Voici l’épisode 2 d’une série d’articles consacrée à la pédagogie par projet. Si vous avez manqué le premier épisode, il parlait de la pédagogie par projet comme réponse aux enjeux du 21e siècle.
Vous avez le choix entre nous écouter au format podcast, ou nous lire un peu plus bas.
Bonne réflexion !
Alors, on disait dans le 1er épisode qu’on allait utiliser une pédagogie par projet pour aider nos apprenants à développer leur pouvoir d’agir et leur adaptabilité.
Justement, ça implique quoi, d’agir et d’être capable de s’adapter ?
Ça implique d’être capable d’analyser la situation et de prendre des décisions même lorsqu’on ne maîtrise pas tout, même lorsqu’on est dans l’incertitude.
Et ça, on ne l’apprend pas en étant dans des situations où on nous dit quoi faire !
La prise de décision, ça se pratique. Entre autres parce qu’elle est fortement liée à nos émotions. Ça, c’est les dernières recherches en neurosciences affectives, de Damasio et d’Immordino-Yang notamment, qui nous le disent.

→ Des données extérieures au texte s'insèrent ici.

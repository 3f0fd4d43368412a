use log::debug;

use crate::error::{DecodeError, Result};
use crate::types::{ChannelDescriptor, Recording};
use crate::utils::{format_number_field, write_text_field};
use crate::{EDF_HEADER_BYTES, EDF_MAX_CHANNELS, EDF_SIGNAL_HEADER_BYTES};

/// Builds an EDF byte buffer in the layout [`Decoder`](crate::Decoder) reads
///
/// Samples are supplied as raw 16-bit digital values, one full-length array
/// per channel (`samples_per_record × record_count`). The data records are
/// interleaved channel-major when the buffer is produced.
///
/// # Default Values
///
/// - Version `0`, patient and recording ids `X`
/// - Start `01.01.85` / `00.00.00`
/// - Data record duration: 1 second, no data records
///
/// # Examples
///
/// ```rust
/// use edfview::{decode, ChannelDescriptor, EdfEncoder};
///
/// let mut encoder = EdfEncoder::new();
/// encoder.set_patient_id("P001 M 01-JAN-1990 Test");
/// encoder.set_record_count(2);
/// encoder.add_channel(ChannelDescriptor {
///     label: "EEG Fp1".to_string(),
///     transducer_type: "AgAgCl".to_string(),
///     physical_unit: "uV".to_string(),
///     physical_min: -100.0,
///     physical_max: 100.0,
///     digital_min: -32768,
///     digital_max: 32767,
///     prefiltering: "HP:0.1Hz".to_string(),
///     samples_per_record: 3,
/// }, vec![-32768, 0, 32767, 1, 2, 3])?;
///
/// let bytes = encoder.encode()?;
/// let recording = decode(&bytes)?;
/// assert_eq!(recording.channels()[0].samples[0], -100.0);
/// assert_eq!(recording.duration(), 2.0);
/// # Ok::<(), edfview::DecodeError>(())
/// ```
#[derive(Debug, Clone)]
pub struct EdfEncoder {
    version: String,
    patient_id: String,
    recording_id: String,
    start_date: String,
    start_time: String,
    record_duration_seconds: f64,
    record_count: usize,
    channels: Vec<(ChannelDescriptor, Vec<i16>)>,
}

impl Default for EdfEncoder {
    fn default() -> Self {
        EdfEncoder {
            version: "0".to_string(),
            patient_id: "X".to_string(),
            recording_id: "X".to_string(),
            start_date: "01.01.85".to_string(),
            start_time: "00.00.00".to_string(),
            record_duration_seconds: 1.0,
            record_count: 0,
            channels: Vec::new(),
        }
    }
}

impl EdfEncoder {
    pub fn new() -> Self {
        Self::default()
    }

    pub fn set_patient_id(&mut self, patient_id: &str) -> &mut Self {
        self.patient_id = patient_id.to_string();
        self
    }

    pub fn set_recording_id(&mut self, recording_id: &str) -> &mut Self {
        self.recording_id = recording_id.to_string();
        self
    }

    /// Start date (`dd.mm.yy`) and time (`hh.mm.ss`) text
    pub fn set_start(&mut self, date: &str, time: &str) -> &mut Self {
        self.start_date = date.to_string();
        self.start_time = time.to_string();
        self
    }

    pub fn set_record_duration(&mut self, seconds: f64) -> &mut Self {
        self.record_duration_seconds = seconds;
        self
    }

    pub fn set_record_count(&mut self, records: usize) -> &mut Self {
        self.record_count = records;
        self
    }

    /// Appends a channel with its digital samples for the whole recording
    pub fn add_channel(&mut self, descriptor: ChannelDescriptor, samples: Vec<i16>) -> Result<()> {
        if self.channels.len() >= EDF_MAX_CHANNELS {
            return Err(DecodeError::InvalidDimensions(format!(
                "at most {} signals are supported",
                EDF_MAX_CHANNELS
            )));
        }
        self.channels.push((descriptor, samples));
        Ok(())
    }

    /// Produces the complete byte buffer
    ///
    /// # Errors
    ///
    /// * `DecodeError::InvalidDimensions` - a channel's sample count does not
    ///   match `samples_per_record × record_count`, or a value does not fit
    ///   its fixed-width field
    pub fn encode(&self) -> Result<Vec<u8>> {
        for (i, (descriptor, samples)) in self.channels.iter().enumerate() {
            let expected = descriptor.samples_per_record * self.record_count;
            if samples.len() != expected {
                return Err(DecodeError::InvalidDimensions(format!(
                    "signal {} expected {} samples, got {}",
                    i,
                    expected,
                    samples.len()
                )));
            }
        }

        let ns = self.channels.len();
        let header_size = EDF_HEADER_BYTES + ns * EDF_SIGNAL_HEADER_BYTES;
        let record_samples: usize = self.channels.iter().map(|(d, _)| d.samples_per_record).sum();
        let mut out = vec![b' '; header_size + record_samples * 2 * self.record_count];

        // 主头部 (256字节)
        let main_header = &mut out[..EDF_HEADER_BYTES];
        put_text(&mut main_header[0..8], &self.version, "version")?;
        put_text(&mut main_header[8..88], &self.patient_id, "patient id")?;
        put_text(&mut main_header[88..168], &self.recording_id, "recording id")?;
        put_text(&mut main_header[168..176], &self.start_date, "start date")?;
        put_text(&mut main_header[176..184], &self.start_time, "start time")?;
        put_text(&mut main_header[184..192], &header_size.to_string(), "header size")?;
        put_text(&mut main_header[236..244], &self.record_count.to_string(), "number of data records")?;
        put_number(&mut main_header[244..252], self.record_duration_seconds, "record duration")?;
        put_text(&mut main_header[252..256], &ns.to_string(), "number of signals")?;

        // 信号头部：字段优先排列
        let signal_header = &mut out[EDF_HEADER_BYTES..header_size];
        for (i, (d, _)) in self.channels.iter().enumerate() {
            let slot = |block: usize, width: usize| {
                let start = ns * block + i * width;
                start..start + width
            };
            put_text(&mut signal_header[slot(0, 16)], &d.label, "label")?;
            put_text(&mut signal_header[slot(16, 80)], &d.transducer_type, "transducer type")?;
            put_text(&mut signal_header[slot(96, 8)], &d.physical_unit, "physical dimension")?;
            put_number(&mut signal_header[slot(104, 8)], d.physical_min, "physical minimum")?;
            put_number(&mut signal_header[slot(112, 8)], d.physical_max, "physical maximum")?;
            put_text(&mut signal_header[slot(120, 8)], &d.digital_min.to_string(), "digital minimum")?;
            put_text(&mut signal_header[slot(128, 8)], &d.digital_max.to_string(), "digital maximum")?;
            put_text(&mut signal_header[slot(136, 80)], &d.prefiltering, "prefiltering")?;
            put_text(
                &mut signal_header[slot(216, 8)],
                &d.samples_per_record.to_string(),
                "samples per record",
            )?;
        }

        // 数据记录：每条记录内按通道顺序写入 16 位小端样本
        let mut offset = header_size;
        for record in 0..self.record_count {
            for (descriptor, samples) in &self.channels {
                let n = descriptor.samples_per_record;
                for &sample in &samples[record * n..(record + 1) * n] {
                    out[offset..offset + 2].copy_from_slice(&sample.to_le_bytes());
                    offset += 2;
                }
            }
        }

        debug!(
            "Encoded {} signals, {} records, {} bytes",
            ns,
            self.record_count,
            out.len()
        );
        Ok(out)
    }
}

/// Re-encodes a decoded recording, mapping physical samples back to digital
pub fn encode_recording(recording: &Recording) -> Result<Vec<u8>> {
    let header = recording.header();
    let mut encoder = EdfEncoder::new();
    encoder
        .set_patient_id(&header.patient_id)
        .set_recording_id(&header.recording_id)
        .set_start(&header.start_date, &header.start_time)
        .set_record_duration(header.record_duration_seconds)
        .set_record_count(header.record_count);
    encoder.version = header.version.clone();

    for channel in recording.channels() {
        let descriptor = &channel.descriptor;
        let digital = channel
            .samples
            .iter()
            .map(|&v| descriptor.to_digital(v) as i16)
            .collect();
        encoder.add_channel(descriptor.clone(), digital)?;
    }

    encoder.encode()
}

fn put_text(slot: &mut [u8], text: &str, what: &str) -> Result<()> {
    if write_text_field(slot, text) {
        Ok(())
    } else {
        Err(DecodeError::InvalidDimensions(format!(
            "{} {:?} does not fit in {} bytes",
            what,
            text,
            slot.len()
        )))
    }
}

fn put_number(slot: &mut [u8], value: f64, what: &str) -> Result<()> {
    let text = format_number_field(value, slot.len()).ok_or_else(|| {
        DecodeError::InvalidDimensions(format!("{} {} does not fit in {} bytes", what, value, slot.len()))
    })?;
    put_text(slot, &text, what)
}
use edfview::doctest_utils::{eeg_descriptor, multi_channel_bytes, sine_digital};
use edfview::{
    decode, render_frame, CancelToken, DecodeError, DecodeTask, Decoder, DragState,
    DrawPrimitive, EdfEncoder, PointerEvent, ViewConfig, ViewState, ViewerSession, Viewport,
};
use std::sync::Arc;
use std::thread;

fn init_logging() {
    let _ = env_logger::builder().is_test(true).try_init();
}

fn long_recording_bytes(seconds: usize) -> Vec<u8> {
    let mut encoder = EdfEncoder::new();
    encoder.set_record_count(seconds);
    for ch in 0..4 {
        let samples = sine_digital(256 * seconds, 256.0, 8.0 + ch as f64 * 2.0, 9000.0);
        encoder
            .add_channel(eeg_descriptor(&format!("EEG C{}", ch + 1), 256), samples)
            .unwrap();
    }
    encoder.encode().unwrap()
}

#[test]
fn test_decode_task_publishes_recording() {
    init_logging();
    let bytes = long_recording_bytes(30);
    let expected = decode(&bytes).unwrap();

    let task = DecodeTask::spawn(bytes);
    let recording = task.join().unwrap();
    assert_eq!(*recording, expected);
    assert_eq!(recording.duration(), 30.0);
}

#[test]
fn test_decode_task_reports_errors() {
    let mut bytes = long_recording_bytes(2);
    bytes.truncate(bytes.len() - 10);

    let task = DecodeTask::spawn(bytes);
    assert!(matches!(task.join(), Err(DecodeError::TruncatedData { .. })));
}

#[test]
fn test_cancelled_decode_publishes_nothing() {
    init_logging();
    let bytes = long_recording_bytes(5);

    let token = CancelToken::new();
    token.cancel();
    let result = Decoder::new().with_cancel_token(token).decode(&bytes);
    assert!(matches!(result, Err(DecodeError::Cancelled)));

    // 后台任务被取消时，要么整体完成，要么返回 Cancelled
    let task = DecodeTask::spawn(long_recording_bytes(600));
    task.cancel();
    match task.join() {
        Ok(recording) => {
            for channel in recording.channels() {
                assert_eq!(channel.sample_count(), 256 * 600);
            }
        }
        Err(DecodeError::Cancelled) => {}
        Err(other) => panic!("unexpected error: {}", other),
    }
}

#[test]
fn test_abandoned_decode_does_not_affect_next_one() {
    let first = DecodeTask::spawn(long_recording_bytes(300));
    first.cancel();

    let second = DecodeTask::spawn(multi_channel_bytes().unwrap());
    let recording = second.join().unwrap();
    assert_eq!(recording.channels().len(), 2);

    let _ = first.join();
}

#[test]
fn test_concurrent_render_from_shared_recording() {
    let recording = Arc::new(decode(&long_recording_bytes(60)).unwrap());
    let mut handles = Vec::new();

    // 每个线程拥有自己的视图状态，共享同一份只读记录
    for reader_id in 0..4 {
        let recording = Arc::clone(&recording);
        handles.push(thread::spawn(move || {
            let state = ViewState::from_config(
                &ViewConfig::default()
                    .with_time_window(15.0)
                    .with_scroll_percent(reader_id as f64 * 100.0 / 3.0),
            );
            let frame = render_frame(&recording, &state, Viewport::new(800.0, 600.0));
            frame.window.unwrap()
        }));
    }

    let windows: Vec<_> = handles.into_iter().map(|h| h.join().unwrap()).collect();
    assert_eq!(windows.len(), 4);
    assert_eq!(windows[0].start, 0.0);
    assert_eq!(windows[3].end, 60.0);
    for pair in windows.windows(2) {
        assert!(pair[0].start < pair[1].start);
    }
}

#[test]
fn test_session_drag_sequence() {
    init_logging();
    let recording = Arc::new(decode(&long_recording_bytes(60)).unwrap());
    let surface: Vec<DrawPrimitive> = Vec::new();
    let mut session = ViewerSession::new(
        surface,
        Viewport::new(1000.0, 500.0),
        ViewConfig::default().with_scroll_percent(50.0),
    );

    assert!(session.load(Arc::clone(&recording)).is_some());
    let painted_after_load = session.surface().len();
    assert!(painted_after_load > 0);

    // 按下不重绘
    assert!(session.pointer(PointerEvent::Down { x: 500.0 }).is_none());
    assert!(matches!(session.state().drag_state(), DragState::Dragging { .. }));

    // 每次移动都重绘整帧
    let frame = session.pointer(PointerEvent::Move { x: 750.0 }).unwrap();
    assert!((session.state().scroll_percent() - 45.0).abs() < 1e-9);
    assert_eq!(session.surface().len(), painted_after_load + frame.primitives.len());

    let frame = session.pointer(PointerEvent::Move { x: 250.0 }).unwrap();
    assert!((session.state().scroll_percent() - 55.0).abs() < 1e-9);
    let window = frame.window.unwrap();
    assert!((window.start - 0.55 * 50.0).abs() < 1e-9);

    assert!(session.pointer(PointerEvent::Leave).is_none());
    assert_eq!(session.state().drag_state(), DragState::Idle);
    assert!(session.pointer(PointerEvent::Move { x: 0.0 }).is_none());
    assert!(session.pointer(PointerEvent::Up).is_none());
}

#[test]
fn test_session_setters_republish() {
    let recording = Arc::new(decode(&multi_channel_bytes().unwrap()).unwrap());
    let mut session = ViewerSession::new(
        Vec::<DrawPrimitive>::new(),
        Viewport::new(640.0, 480.0),
        ViewConfig::default(),
    );
    session.load(recording);

    let frame = session.set_time_window(2.0).unwrap();
    assert_eq!(frame.window.unwrap().end, 2.0);

    let frame = session.set_scroll_percent(150.0).unwrap();
    assert_eq!(session.state().scroll_percent(), 100.0);
    assert_eq!(frame.window.unwrap().end, 10.0);

    assert!(session.set_amplitude_scale(3.0).is_some());
    assert!(session.set_auto_scale(true).is_some());
    assert!(session.set_time_window(0.0).is_none());

    let frame = session.resize(Viewport::new(320.0, 240.0)).unwrap();
    assert_eq!(session.viewport(), Viewport::new(320.0, 240.0));
    assert!(!frame.is_blank());
}
//! # EDF decoding and windowed waveform viewing
//!
//! A pure Rust library that decodes EDF (European Data Format) biosignal
//! recordings from an in-memory byte buffer and renders a scrollable,
//! scalable multi-channel view of them as plain draw primitives.
//!
//! The crate has two halves:
//!
//! - the **decoder** ([`Decoder`], [`decode`], [`DecodeTask`]) producing an
//!   immutable [`Recording`];
//! - the **view engine** ([`ViewState`], [`render_frame`], [`ViewerSession`])
//!   turning a recording plus view settings into a [`Frame`].
//!
//! ## Quick Start
//!
//! ```rust
//! use edfview::{decode, render_frame, Result, ViewConfig, ViewState, Viewport};
//!
//! fn main() -> Result<()> {
//!     # let bytes = edfview::doctest_utils::multi_channel_bytes()?;
//!     // `bytes` holds a complete EDF file, e.g. from std::fs::read
//!     let recording = decode(&bytes)?;
//!     println!("{}", recording);
//!
//!     let state = ViewState::from_config(
//!         &ViewConfig::default().with_time_window(5.0).with_auto_scale(true),
//!     );
//!     let frame = render_frame(&recording, &state, Viewport::new(1024.0, 600.0));
//!     println!("{} primitives", frame.primitives.len());
//!     Ok(())
//! }
//! ```
//!
//! ## Physical vs Digital Values
//!
//! EDF stores samples as 16-bit integers. Each channel declares a digital and
//! a physical range, and every sample is mapped through the affine function
//! between them while decoding:
//!
//! ```rust
//! use edfview::doctest_utils::eeg_descriptor;
//!
//! let channel = eeg_descriptor("EEG Fp1", 256); // -200..200 uV, full 16-bit range
//! assert_eq!(channel.to_physical(32767), 200.0);
//! assert!((channel.to_physical(16384) - 100.0).abs() < 0.01);
//! ```
//!
//! ## Scrolling
//!
//! The visible window starts at `scroll/100 × max(0, duration − window)`.
//! Each channel picks its own sample range using its own sampling rate, so
//! channels recorded at different rates show different sample counts for the
//! same span of time.

pub mod error;
pub mod types;
pub mod utils;
pub mod reader;
pub mod writer;
pub mod view;
pub mod render;
pub mod session;

#[doc(hidden)]
pub mod doctest_utils; // For internal doctest support

// Re-export main types for convenience
pub use error::{DecodeError, Field, RangeKind, Result};
pub use types::{Channel, ChannelDescriptor, Recording, RecordingHeader};
pub use reader::{decode, read_file, CancelToken, DecodeTask, Decoder};
pub use writer::{encode_recording, EdfEncoder};
pub use view::{DragState, PointerEvent, TimeWindow, VerticalScale, ViewConfig, ViewState};
pub use render::{render_frame, DrawPrimitive, Frame, Point, Rgb, Surface, Viewport};
pub use session::ViewerSession;

// Important constants
pub const EDF_HEADER_BYTES: usize = 256;
pub const EDF_SIGNAL_HEADER_BYTES: usize = 256;
pub const EDF_MAX_CHANNELS: usize = 4096;

/// Library version
///
/// ```rust
/// let version = edfview::version();
/// assert!(version.contains('.'));
/// ```
pub fn version() -> &'static str {
    env!("CARGO_PKG_VERSION")
}

#[cfg(test)]
mod tests {
    use super::*;

    #[test]
    fn test_version() {
        assert!(!version().is_empty());
    }
}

Ces recherches nous orientent sur le fait que c’est l’émotion qui guide la prise de décision. Même pour nos activités intellectuelles, même notre logique, est guidée par nos émotions. Et nos émotions sont liées à quoi ? A nos expériences, à notre culture, à nos valeurs.. Il faut bien prendre conscience que notre esprit logique n’est pas dissociable de notre corps et de nos émotions, ni de nos expériences.
C’est pour ça qu’on apprend à prendre des décisions quand on est face à des situations concrètes, avec toute leur complexité et leur charge émotionnelle, et qu’on ne peut pas nous transmettre une compétence de prise de décision.
Comme un capitaine de navire qui évalue dans quelle direction il faut aller, il faut prendre des décisions en situation, les vivre avec nos émotions, vivre leurs conséquences, et ajuster petit à petit la barre du navire. Si on veut atteindre la capacité à prendre des décisions en milieu inconnu, en tout cas.
Donc il faut accepter de laisser l’étudiant errer et faire des erreurs.
S’il doit prendre une décision, il faut que celle-ci puisse être la mauvaise, qu’il vive les conséquences de sa mauvaise décision, et qu’à la fin tout le monde soit OK pour considérer ça comme un apprentissage et pas comme un échec.
C’est le contrat moral en pédagogie par projet : je te donne une tâche complexe à faire, tu vas prendre des décisions, et si tu prends une décision qui a des conséquences négatives je ne vais pas te le reprocher, je vais t’aider à y faire face et à la debriefer pour que tu ajustes dans le futur.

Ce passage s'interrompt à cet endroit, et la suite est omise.